▸ GOAL OF THE EXERCISE
Each line starting at the one that contains "use crate::vault::EntryPatch;" and ending at the one that contains "let passphrase = prompt_verified_passphrase(&store)?;" must be returned exactly, and the rest of the listing is left out.

▸ MATERIAL FOR THE TASK
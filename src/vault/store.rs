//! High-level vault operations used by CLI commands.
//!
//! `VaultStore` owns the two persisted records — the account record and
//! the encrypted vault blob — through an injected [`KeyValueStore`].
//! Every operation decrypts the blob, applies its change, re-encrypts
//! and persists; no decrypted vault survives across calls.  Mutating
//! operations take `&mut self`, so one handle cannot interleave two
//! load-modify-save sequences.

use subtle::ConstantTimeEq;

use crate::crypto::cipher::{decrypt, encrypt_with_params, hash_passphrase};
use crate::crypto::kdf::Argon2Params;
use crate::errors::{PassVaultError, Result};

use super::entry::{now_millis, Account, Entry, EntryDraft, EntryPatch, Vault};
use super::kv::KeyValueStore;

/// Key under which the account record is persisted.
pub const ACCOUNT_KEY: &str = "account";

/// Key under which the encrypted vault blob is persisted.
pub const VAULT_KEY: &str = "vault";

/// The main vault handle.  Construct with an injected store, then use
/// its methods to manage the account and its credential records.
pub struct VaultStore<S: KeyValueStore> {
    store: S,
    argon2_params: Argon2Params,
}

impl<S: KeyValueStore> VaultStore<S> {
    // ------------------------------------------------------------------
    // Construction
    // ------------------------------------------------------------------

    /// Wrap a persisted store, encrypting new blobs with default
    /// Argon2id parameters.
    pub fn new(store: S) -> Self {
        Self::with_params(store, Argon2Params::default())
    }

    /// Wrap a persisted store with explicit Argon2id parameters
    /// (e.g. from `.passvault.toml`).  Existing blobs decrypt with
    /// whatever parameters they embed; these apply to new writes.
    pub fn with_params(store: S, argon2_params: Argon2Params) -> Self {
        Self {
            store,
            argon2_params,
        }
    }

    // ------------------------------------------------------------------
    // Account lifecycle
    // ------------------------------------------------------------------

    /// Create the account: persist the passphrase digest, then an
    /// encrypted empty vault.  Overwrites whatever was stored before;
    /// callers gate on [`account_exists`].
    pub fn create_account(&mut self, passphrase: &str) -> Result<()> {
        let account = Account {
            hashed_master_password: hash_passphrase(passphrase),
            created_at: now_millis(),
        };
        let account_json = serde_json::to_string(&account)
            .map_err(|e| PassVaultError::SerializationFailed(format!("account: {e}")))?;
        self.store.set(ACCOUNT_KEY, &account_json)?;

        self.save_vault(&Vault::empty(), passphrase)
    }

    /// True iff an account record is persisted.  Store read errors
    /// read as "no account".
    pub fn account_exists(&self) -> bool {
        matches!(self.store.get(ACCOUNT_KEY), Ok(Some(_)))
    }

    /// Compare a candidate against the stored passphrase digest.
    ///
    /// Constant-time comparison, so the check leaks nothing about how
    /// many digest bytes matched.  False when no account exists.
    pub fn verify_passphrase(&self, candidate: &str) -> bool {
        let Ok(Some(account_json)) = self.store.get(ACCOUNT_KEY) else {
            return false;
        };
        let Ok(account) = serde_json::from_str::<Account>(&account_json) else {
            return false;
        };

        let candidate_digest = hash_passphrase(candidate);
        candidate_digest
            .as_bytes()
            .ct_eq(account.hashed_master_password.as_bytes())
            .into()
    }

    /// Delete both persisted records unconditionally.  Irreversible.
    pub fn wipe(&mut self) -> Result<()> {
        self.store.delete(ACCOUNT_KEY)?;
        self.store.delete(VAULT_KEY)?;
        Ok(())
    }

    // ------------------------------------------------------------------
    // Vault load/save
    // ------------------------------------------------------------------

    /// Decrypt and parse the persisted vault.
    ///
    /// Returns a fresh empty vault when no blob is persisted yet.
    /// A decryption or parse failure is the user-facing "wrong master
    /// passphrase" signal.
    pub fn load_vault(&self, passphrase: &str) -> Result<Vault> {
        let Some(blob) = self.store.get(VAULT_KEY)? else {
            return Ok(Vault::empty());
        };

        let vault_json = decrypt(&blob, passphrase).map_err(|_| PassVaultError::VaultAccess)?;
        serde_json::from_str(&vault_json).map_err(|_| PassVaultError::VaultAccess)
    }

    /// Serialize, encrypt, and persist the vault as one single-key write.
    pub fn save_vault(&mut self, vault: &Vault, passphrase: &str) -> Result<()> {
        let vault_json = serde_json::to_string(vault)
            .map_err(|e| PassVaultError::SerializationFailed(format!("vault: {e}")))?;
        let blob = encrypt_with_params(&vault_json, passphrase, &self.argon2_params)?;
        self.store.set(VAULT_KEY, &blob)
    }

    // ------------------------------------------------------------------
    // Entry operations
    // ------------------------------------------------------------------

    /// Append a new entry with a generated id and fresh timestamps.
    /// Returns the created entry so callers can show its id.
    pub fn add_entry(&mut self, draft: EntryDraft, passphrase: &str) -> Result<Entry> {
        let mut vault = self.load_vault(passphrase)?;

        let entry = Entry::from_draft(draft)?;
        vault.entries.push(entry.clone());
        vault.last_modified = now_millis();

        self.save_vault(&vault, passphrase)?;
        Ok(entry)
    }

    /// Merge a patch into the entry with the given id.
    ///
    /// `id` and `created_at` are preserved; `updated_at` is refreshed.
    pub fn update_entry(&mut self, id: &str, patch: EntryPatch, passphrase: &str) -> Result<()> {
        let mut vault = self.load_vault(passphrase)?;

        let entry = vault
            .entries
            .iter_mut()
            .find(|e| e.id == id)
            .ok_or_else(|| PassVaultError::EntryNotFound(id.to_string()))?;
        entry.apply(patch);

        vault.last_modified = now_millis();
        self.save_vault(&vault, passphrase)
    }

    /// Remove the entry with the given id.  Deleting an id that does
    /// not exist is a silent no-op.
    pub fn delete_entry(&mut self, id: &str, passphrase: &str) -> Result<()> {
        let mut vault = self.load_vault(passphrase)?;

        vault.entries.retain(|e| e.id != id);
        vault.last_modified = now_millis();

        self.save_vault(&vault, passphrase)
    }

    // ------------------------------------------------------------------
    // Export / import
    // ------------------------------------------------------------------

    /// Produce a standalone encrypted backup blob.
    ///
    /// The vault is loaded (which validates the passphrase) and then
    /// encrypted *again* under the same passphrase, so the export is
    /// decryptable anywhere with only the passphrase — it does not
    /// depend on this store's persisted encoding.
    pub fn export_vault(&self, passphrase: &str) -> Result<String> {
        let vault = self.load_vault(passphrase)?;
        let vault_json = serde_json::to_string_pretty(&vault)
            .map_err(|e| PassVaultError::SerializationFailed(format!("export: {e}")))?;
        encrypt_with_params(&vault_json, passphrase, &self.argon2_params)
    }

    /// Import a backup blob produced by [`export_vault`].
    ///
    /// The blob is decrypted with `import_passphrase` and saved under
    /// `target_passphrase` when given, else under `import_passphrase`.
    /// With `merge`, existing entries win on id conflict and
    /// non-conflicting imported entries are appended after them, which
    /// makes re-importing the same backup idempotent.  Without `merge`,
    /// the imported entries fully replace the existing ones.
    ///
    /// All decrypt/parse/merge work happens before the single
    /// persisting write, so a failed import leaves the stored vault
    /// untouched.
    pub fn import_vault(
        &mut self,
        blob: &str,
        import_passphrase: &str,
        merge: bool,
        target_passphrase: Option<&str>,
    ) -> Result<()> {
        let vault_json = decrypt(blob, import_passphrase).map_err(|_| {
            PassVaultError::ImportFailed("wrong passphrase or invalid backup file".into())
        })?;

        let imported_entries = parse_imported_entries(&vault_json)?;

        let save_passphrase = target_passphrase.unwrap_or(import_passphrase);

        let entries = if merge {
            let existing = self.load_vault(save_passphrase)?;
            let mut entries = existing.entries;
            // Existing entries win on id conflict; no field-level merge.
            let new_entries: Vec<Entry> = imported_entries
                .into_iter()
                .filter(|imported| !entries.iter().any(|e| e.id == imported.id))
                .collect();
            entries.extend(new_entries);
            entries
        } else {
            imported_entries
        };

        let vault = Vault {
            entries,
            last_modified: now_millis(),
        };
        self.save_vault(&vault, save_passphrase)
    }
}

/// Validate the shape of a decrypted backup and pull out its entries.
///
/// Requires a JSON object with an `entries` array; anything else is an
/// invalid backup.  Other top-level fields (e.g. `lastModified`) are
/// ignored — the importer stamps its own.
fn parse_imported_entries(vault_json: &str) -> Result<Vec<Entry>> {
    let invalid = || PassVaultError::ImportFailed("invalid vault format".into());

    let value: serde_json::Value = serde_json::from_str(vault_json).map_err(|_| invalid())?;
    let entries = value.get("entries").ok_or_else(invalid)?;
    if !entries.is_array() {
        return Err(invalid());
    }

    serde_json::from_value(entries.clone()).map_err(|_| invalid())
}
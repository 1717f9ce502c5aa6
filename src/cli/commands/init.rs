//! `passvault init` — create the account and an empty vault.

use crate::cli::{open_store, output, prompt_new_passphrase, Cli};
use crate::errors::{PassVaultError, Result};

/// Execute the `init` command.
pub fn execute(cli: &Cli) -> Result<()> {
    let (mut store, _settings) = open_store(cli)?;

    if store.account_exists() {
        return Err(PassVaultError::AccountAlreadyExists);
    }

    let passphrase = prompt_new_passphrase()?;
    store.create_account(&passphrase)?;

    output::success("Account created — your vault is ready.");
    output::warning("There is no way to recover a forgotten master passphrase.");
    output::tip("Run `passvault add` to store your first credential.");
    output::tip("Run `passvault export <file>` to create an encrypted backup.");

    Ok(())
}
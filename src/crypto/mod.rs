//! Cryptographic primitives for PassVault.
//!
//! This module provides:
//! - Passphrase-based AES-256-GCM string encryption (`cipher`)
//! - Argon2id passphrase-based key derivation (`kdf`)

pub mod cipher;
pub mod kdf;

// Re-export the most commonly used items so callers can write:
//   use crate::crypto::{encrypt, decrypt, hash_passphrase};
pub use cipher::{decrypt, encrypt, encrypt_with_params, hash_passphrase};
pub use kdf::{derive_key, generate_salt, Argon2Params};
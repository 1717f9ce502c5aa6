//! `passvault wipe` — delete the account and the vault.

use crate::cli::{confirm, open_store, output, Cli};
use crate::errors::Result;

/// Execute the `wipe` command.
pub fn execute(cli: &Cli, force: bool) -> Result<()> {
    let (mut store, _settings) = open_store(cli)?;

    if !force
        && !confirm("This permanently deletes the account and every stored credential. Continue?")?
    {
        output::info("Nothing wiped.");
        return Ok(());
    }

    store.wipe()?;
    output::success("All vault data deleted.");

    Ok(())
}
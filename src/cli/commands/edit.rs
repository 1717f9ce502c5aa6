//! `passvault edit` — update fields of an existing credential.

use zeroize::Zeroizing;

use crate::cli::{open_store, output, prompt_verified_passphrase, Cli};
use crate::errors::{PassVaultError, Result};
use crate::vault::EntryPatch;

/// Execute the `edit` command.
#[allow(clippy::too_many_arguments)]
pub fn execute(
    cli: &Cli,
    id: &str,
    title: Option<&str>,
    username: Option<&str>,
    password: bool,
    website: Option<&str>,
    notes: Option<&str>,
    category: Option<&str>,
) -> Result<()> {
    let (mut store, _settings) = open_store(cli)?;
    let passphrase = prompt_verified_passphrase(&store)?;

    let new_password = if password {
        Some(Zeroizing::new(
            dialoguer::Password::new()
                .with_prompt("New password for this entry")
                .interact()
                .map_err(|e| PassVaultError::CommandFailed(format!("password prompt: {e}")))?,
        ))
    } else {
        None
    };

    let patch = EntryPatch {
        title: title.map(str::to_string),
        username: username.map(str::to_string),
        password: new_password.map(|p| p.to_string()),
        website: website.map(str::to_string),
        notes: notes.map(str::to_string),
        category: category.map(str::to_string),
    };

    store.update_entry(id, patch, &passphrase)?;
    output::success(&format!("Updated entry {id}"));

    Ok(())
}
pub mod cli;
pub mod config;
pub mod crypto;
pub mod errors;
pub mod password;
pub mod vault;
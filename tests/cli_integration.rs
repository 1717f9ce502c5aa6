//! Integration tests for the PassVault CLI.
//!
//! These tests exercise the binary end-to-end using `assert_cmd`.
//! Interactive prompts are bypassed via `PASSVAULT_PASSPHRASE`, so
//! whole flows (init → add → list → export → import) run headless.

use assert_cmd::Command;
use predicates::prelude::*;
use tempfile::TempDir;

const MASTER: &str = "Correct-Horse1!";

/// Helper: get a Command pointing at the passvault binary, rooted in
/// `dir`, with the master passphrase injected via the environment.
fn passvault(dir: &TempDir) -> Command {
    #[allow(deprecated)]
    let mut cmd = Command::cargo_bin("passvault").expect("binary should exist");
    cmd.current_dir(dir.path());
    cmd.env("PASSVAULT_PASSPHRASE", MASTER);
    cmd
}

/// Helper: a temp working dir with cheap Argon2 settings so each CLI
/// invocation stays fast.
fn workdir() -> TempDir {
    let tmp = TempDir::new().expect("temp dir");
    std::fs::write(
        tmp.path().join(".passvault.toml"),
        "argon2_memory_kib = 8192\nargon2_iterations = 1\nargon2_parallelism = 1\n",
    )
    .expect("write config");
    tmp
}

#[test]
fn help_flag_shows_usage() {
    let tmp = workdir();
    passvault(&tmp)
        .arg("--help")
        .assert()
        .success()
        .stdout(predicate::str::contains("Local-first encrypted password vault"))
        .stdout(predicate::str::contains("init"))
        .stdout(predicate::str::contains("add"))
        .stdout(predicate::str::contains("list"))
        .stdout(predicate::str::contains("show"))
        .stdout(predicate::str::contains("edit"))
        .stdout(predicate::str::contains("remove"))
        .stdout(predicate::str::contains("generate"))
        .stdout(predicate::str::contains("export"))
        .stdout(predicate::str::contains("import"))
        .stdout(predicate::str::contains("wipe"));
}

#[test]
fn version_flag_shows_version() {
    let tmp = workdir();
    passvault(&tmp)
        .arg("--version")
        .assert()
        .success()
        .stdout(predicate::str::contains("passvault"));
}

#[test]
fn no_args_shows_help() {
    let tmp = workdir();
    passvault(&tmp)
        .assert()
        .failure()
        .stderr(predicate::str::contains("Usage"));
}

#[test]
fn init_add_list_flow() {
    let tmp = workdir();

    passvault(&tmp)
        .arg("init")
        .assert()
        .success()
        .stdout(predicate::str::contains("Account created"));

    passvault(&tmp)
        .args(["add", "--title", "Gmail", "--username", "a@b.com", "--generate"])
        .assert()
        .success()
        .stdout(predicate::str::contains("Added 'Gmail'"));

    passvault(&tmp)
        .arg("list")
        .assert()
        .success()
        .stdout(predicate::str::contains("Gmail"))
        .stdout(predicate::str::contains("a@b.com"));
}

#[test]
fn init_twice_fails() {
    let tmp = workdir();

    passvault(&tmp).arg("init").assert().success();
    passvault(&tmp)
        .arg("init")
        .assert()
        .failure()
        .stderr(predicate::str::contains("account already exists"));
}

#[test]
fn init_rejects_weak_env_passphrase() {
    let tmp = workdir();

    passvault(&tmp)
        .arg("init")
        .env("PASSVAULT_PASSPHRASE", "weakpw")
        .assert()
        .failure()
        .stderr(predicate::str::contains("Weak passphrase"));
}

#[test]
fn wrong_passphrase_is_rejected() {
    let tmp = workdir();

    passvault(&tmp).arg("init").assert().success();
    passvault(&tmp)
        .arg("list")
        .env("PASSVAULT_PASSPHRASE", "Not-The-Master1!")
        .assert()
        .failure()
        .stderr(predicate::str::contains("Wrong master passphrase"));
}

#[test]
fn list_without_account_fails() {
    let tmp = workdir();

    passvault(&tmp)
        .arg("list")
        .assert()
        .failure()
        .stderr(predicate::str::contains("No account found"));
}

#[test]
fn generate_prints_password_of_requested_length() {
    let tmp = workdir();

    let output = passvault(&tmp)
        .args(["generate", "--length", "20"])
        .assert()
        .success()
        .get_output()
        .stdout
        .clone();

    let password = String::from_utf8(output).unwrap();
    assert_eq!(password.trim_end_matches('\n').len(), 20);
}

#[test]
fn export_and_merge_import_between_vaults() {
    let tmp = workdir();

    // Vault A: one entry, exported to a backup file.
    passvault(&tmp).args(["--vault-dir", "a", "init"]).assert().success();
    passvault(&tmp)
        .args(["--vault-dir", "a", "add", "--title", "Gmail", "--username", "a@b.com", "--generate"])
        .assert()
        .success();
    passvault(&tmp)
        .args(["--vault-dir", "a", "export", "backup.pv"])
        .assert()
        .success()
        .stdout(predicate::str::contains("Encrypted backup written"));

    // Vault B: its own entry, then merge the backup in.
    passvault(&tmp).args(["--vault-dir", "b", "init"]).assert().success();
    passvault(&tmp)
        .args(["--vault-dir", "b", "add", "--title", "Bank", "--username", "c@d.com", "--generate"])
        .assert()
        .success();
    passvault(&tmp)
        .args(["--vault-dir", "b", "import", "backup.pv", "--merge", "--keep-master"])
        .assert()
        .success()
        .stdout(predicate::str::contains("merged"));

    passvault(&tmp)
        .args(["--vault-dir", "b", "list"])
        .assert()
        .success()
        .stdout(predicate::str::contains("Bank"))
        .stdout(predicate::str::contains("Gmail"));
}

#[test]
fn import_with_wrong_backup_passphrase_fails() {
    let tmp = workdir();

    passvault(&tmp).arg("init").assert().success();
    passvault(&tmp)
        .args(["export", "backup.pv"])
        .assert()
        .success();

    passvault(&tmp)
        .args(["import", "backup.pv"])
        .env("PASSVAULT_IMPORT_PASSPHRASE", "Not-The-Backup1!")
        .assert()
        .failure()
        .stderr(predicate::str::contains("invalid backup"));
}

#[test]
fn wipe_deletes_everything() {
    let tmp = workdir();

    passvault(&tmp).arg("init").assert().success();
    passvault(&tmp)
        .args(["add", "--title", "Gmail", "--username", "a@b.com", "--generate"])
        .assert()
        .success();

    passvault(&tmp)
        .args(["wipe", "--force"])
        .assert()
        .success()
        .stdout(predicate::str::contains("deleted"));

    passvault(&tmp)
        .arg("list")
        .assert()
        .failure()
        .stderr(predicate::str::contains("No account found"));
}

▸ TASK OUTPUT
use crate::vault::EntryPatch;

/// Execute the `edit` command.
#[allow(clippy::too_many_arguments)]
pub fn execute(
    cli: &Cli,
    id: &str,
    title: Option<&str>,
    username: Option<&str>,
    password: bool,
    website: Option<&str>,
    notes: Option<&str>,
    category: Option<&str>,
) -> Result<()> {
    let (mut store, _settings) = open_store(cli)?;
    let passphrase = prompt_verified_passphrase(&store)?;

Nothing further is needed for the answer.